About this exercise: Give only the number of lines below that contain the word "EndpointConfig".

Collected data
----------

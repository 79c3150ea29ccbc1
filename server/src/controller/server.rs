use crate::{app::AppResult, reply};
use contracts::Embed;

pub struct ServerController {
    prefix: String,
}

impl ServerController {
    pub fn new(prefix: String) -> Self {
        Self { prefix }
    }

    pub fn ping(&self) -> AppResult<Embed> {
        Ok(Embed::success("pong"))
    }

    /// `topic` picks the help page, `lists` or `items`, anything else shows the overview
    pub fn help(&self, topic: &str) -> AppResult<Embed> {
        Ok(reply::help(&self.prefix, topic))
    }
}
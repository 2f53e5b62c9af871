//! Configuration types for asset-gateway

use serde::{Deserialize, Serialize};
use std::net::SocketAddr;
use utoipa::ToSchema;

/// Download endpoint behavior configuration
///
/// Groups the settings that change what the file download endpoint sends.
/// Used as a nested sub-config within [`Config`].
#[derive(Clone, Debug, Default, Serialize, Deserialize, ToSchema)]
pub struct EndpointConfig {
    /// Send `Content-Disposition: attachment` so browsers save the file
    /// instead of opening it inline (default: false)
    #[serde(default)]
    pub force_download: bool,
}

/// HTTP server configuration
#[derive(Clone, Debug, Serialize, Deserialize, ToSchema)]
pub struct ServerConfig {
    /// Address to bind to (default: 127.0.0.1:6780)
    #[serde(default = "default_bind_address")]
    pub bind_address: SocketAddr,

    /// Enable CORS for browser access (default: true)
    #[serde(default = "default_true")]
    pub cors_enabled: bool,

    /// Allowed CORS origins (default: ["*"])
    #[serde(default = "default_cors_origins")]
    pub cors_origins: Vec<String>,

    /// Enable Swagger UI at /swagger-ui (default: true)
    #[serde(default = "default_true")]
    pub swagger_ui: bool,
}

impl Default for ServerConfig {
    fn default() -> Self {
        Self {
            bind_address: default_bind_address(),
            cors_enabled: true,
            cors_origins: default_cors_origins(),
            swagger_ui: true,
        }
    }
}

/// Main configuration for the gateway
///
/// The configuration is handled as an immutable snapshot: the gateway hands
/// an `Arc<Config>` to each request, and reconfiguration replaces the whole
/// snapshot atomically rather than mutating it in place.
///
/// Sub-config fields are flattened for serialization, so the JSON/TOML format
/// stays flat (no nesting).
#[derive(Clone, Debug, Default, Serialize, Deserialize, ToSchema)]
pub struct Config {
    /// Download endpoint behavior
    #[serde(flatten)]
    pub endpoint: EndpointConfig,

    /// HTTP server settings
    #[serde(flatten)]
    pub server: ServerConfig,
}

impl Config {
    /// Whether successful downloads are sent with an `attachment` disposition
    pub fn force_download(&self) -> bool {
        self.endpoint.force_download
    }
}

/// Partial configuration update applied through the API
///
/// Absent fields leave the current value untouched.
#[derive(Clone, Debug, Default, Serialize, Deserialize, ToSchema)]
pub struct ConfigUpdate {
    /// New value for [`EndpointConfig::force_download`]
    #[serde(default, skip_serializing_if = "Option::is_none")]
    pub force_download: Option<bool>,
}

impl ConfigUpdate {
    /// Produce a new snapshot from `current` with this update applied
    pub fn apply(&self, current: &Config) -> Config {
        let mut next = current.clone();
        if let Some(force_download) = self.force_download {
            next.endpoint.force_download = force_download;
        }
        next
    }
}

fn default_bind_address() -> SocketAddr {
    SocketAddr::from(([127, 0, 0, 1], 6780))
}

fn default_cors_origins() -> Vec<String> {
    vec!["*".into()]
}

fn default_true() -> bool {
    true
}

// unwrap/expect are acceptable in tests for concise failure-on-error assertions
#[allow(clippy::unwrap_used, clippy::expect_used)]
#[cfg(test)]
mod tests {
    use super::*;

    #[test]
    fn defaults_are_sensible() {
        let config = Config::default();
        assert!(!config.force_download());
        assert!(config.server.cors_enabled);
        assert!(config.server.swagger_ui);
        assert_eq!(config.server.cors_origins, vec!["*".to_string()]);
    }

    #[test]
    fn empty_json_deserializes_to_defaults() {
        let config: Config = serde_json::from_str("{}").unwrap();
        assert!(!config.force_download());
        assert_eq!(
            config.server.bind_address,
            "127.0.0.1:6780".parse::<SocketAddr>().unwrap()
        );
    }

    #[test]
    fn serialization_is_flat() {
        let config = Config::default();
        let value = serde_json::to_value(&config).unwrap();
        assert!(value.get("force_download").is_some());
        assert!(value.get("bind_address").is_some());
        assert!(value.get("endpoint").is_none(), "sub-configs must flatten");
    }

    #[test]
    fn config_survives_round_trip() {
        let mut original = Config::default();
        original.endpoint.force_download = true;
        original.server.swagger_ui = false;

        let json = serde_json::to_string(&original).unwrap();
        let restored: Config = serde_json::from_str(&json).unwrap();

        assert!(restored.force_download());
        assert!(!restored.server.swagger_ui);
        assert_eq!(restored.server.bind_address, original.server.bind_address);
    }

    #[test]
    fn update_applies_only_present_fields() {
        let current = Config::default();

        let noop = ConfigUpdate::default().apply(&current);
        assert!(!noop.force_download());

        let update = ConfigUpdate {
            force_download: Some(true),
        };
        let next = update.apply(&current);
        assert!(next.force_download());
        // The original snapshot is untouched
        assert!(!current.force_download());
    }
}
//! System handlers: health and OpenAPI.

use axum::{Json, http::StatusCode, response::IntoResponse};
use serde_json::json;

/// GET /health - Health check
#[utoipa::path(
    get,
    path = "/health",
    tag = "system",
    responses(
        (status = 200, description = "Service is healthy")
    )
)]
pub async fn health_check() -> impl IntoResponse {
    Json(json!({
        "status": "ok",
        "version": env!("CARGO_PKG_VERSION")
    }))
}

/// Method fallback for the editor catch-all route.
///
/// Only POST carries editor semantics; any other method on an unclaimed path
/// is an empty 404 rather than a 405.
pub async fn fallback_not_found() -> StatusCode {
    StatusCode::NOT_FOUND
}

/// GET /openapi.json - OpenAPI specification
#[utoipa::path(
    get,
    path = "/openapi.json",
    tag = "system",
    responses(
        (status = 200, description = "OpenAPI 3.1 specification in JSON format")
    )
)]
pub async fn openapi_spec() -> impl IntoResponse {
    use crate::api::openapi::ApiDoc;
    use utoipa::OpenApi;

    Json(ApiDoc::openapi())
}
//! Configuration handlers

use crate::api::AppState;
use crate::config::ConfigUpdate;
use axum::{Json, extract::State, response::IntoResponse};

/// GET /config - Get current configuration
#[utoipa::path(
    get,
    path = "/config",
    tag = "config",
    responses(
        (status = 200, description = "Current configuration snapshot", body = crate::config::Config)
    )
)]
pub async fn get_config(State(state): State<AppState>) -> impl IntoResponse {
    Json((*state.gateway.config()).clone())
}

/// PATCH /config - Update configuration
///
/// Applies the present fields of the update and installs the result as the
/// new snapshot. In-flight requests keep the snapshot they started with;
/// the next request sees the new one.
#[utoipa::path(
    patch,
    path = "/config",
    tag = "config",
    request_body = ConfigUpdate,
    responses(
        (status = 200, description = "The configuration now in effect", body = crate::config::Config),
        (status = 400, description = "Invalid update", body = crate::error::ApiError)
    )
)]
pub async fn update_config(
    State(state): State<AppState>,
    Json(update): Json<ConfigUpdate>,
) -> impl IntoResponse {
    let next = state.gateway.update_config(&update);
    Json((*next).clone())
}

----------

Answer to this problem: 3